In any case, I have a lot of theories about the “forest” of trees that I see walking around. I see a family values movement that has been a backlash against the perceived excesses of the civil rights movement and continues to justify itself with coded digs against “welfare mamas” and the “culture of dependency.” I see a suburbia originally built by racism whose sensibilities about safety  continue to be reinforced by a basic belief in the total depravity of everyone else. I see a suburban megachurch Christianity that never stops congratulating itself for making the default state of affairs in a stable middle-class family into the moral perfection of the kingdom of God. These sensibilities about the forest textures of at least Southern white evangelicalism seem reasonably legitimate, but they obviously can’t do justice to individual people. Because people aren’t “trees” that obey sociological trends.

So I had a recent experience in which the trees I was watching became people and it was very disarming. Some of you read the recent post I wrote trying to grapple with my ambivalence about the ugliness of the Sovereign Grace abuse scandal and the fury with which my post-evangelical tribe has attacked the Gospel Coalition in response. I really wasn’t trying to be sympathetic to the Gospel Coalition. I’ve always thought that they were Sith and I’m a Jedi. But then a TGC guy whom I thought was being a jerk in social media wrote a comment on my blog in which he confessed to being a jerk. And it made me feel bad for him, because I thought about whether I could reasonably expect to keep my composure in front of a furious twitter firing squad. So I went back and edited my piece to soften what I had to say about him.

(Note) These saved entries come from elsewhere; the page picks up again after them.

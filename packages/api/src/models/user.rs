//! # User payloads
//!
//! [`UserInfo`] mirrors what `/user/me/` and `/users/` return. The remaining
//! structs are request bodies:
//!
//! - [`Credentials`] → `POST /login/`, answered by [`LoginResponse`]
//! - [`Registration`] → `POST /register/`
//! - [`ProfileUpdate`] → `PUT /user/edit/` (the mutable subset: names and phone)

use serde::{Deserialize, Serialize};
use store::Tokens;

/// A user account as the backend reports it.
#[derive(Debug, Clone, Serialize, Deserialize, PartialEq)]
pub struct UserInfo {
    pub id: i64,
    #[serde(default)]
    pub username: String,
    pub email: String,
    #[serde(default)]
    pub first_name: String,
    #[serde(default)]
    pub last_name: String,
    #[serde(default)]
    pub phone_number: Option<String>,
    #[serde(default)]
    pub is_staff: bool,
}

impl UserInfo {
    /// Full name, falling back to the email when both name parts are blank.
    pub fn display_name(&self) -> String {
        let full = format!("{} {}", self.first_name, self.last_name);
        let full = full.trim();
        if full.is_empty() {
            self.email.clone()
        } else {
            full.to_string()
        }
    }

    /// Phone number, treating a blank string as absent.
    pub fn phone(&self) -> Option<&str> {
        self.phone_number.as_deref().filter(|p| !p.trim().is_empty())
    }

    pub fn role_label(&self) -> &'static str {
        if self.is_staff {
            "Admin"
        } else {
            "User"
        }
    }
}

#[derive(Debug, Clone, Serialize, PartialEq)]
pub struct Credentials {
    pub username: String,
    pub password: String,
}

/// Body of a successful `/login/` response.
#[derive(Debug, Clone, Deserialize, PartialEq)]
pub struct LoginResponse {
    pub access: String,
    pub refresh: String,
}

impl LoginResponse {
    pub fn tokens(&self) -> Tokens {
        Tokens {
            access: self.access.clone(),
            refresh: self.refresh.clone(),
        }
    }
}

#[derive(Debug, Clone, Serialize, PartialEq)]
pub struct Registration {
    pub username: String,
    pub email: String,
    pub password: String,
    pub first_name: String,
    pub last_name: String,
    /// Optional on the backend; sent blank when not given.
    pub phone_number: String,
}

#[derive(Debug, Clone, Serialize, PartialEq)]
pub struct ProfileUpdate {
    pub first_name: String,
    pub last_name: String,
    pub phone_number: String,
}

#[cfg(test)]
mod tests {
    use super::*;

    #[test]
    fn test_decode_me_payload() {
        let user: UserInfo = serde_json::from_str(
            r#"{
                "id": 7,
                "username": "anna",
                "email": "anna@example.com",
                "first_name": "Anna",
                "last_name": "Nowak",
                "phone_number": null,
                "is_staff": true
            }"#,
        )
        .unwrap();
        assert_eq!(user.id, 7);
        assert_eq!(user.display_name(), "Anna Nowak");
        assert!(user.phone().is_none());
        assert_eq!(user.role_label(), "Admin");
    }

    #[test]
    fn test_blank_names_fall_back_to_email() {
        let user: UserInfo =
            serde_json::from_str(r#"{"id": 1, "email": "x@example.com", "phone_number": "  "}"#)
                .unwrap();
        assert_eq!(user.display_name(), "x@example.com");
        assert!(user.phone().is_none());
        assert!(!user.is_staff);
    }

    #[test]
    fn test_login_response_tokens() {
        let body: LoginResponse =
            serde_json::from_str(r#"{"access": "a1", "refresh": "r1", "user_id": 3}"#).unwrap();
        assert_eq!(
            body.tokens(),
            Tokens {
                access: "a1".to_string(),
                refresh: "r1".to_string()
            }
        );
    }

    #[test]
    fn test_profile_update_field_names() {
        let body = serde_json::to_value(ProfileUpdate {
            first_name: "Jan".to_string(),
            last_name: "Kowalski".to_string(),
            phone_number: "123456789".to_string(),
        })
        .unwrap();
        assert_eq!(body["phone_number"], "123456789");
        assert!(body.get("phone").is_none());
    }
}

Then a pastor who’s affiliated with the Gospel Coalition wrote me a long email that showed me his heart and made it impossible for me to dismiss him as one of the Sith lords responsible for the demise of American Christianity. I actually think we’re on the same team. I shared with him my sense that God has called me to share the gospel with people who share my progressive sensibilities and probably wouldn’t give a hearing to the more conservative message that he preaches. And he was very pastoral and encouraging in response to this.

God used all this to disarm my rage, and it actually felt really liberating. It’s also part of a growing crisis that I’m having about the book I’ve felt called to write. It seemed like a much less daunting task when people were trees and I was more confident in my righteous zeal, when I was perfectly clear on all the problems with evangelical Christianity and all the solutions that I was going to offer to save it. I’m not sure what to do now. I’m worried that what I have to do to make my book proposal juicy enough for publishers is to get back to the “clarity” I had when people were trees and I knew who the Jedis were (me) and who the Sith were (Calvinists).

I remain convinced that there are obstacles to the gospel within evangelical culture that I’ve been called to name and dismantle. I just want to do so in such a way that I’m not treating people like trees. The irony of course is that this has been my complaint all along. That the people whom I treat like trees are not seeing other people, but only the categories of “tree” dictated by their ideology, whether it’s “homosexual” or “illegal alien” or “Palestinian terrorist” or another type of condemned outsider. Jesus didn’t do ideology. He interacted with people on a case by case basis. He never said, “I’d really like to help you, but the Torah says ______ so my hands are tied.” He saw the humanity of every individual he encountered and responded pastorally whether the situation called for a gentle healing hand or a stern rebuke.

What this whole experience has confirmed for me is the power of humbling yourself before other people. When two Calvinists humbled themselves before me, they ceased to be Sith in my eyes. They won far more ground with me through vulnerability than if they had pinned me down in some kind of bitter argument where I was forced to concede that the Bible confirms all five points of the TULIP. If you want to win others for Christian friendship rather than just winning arguments, then try showing your humanity to them. That’s the way to stop being a tree.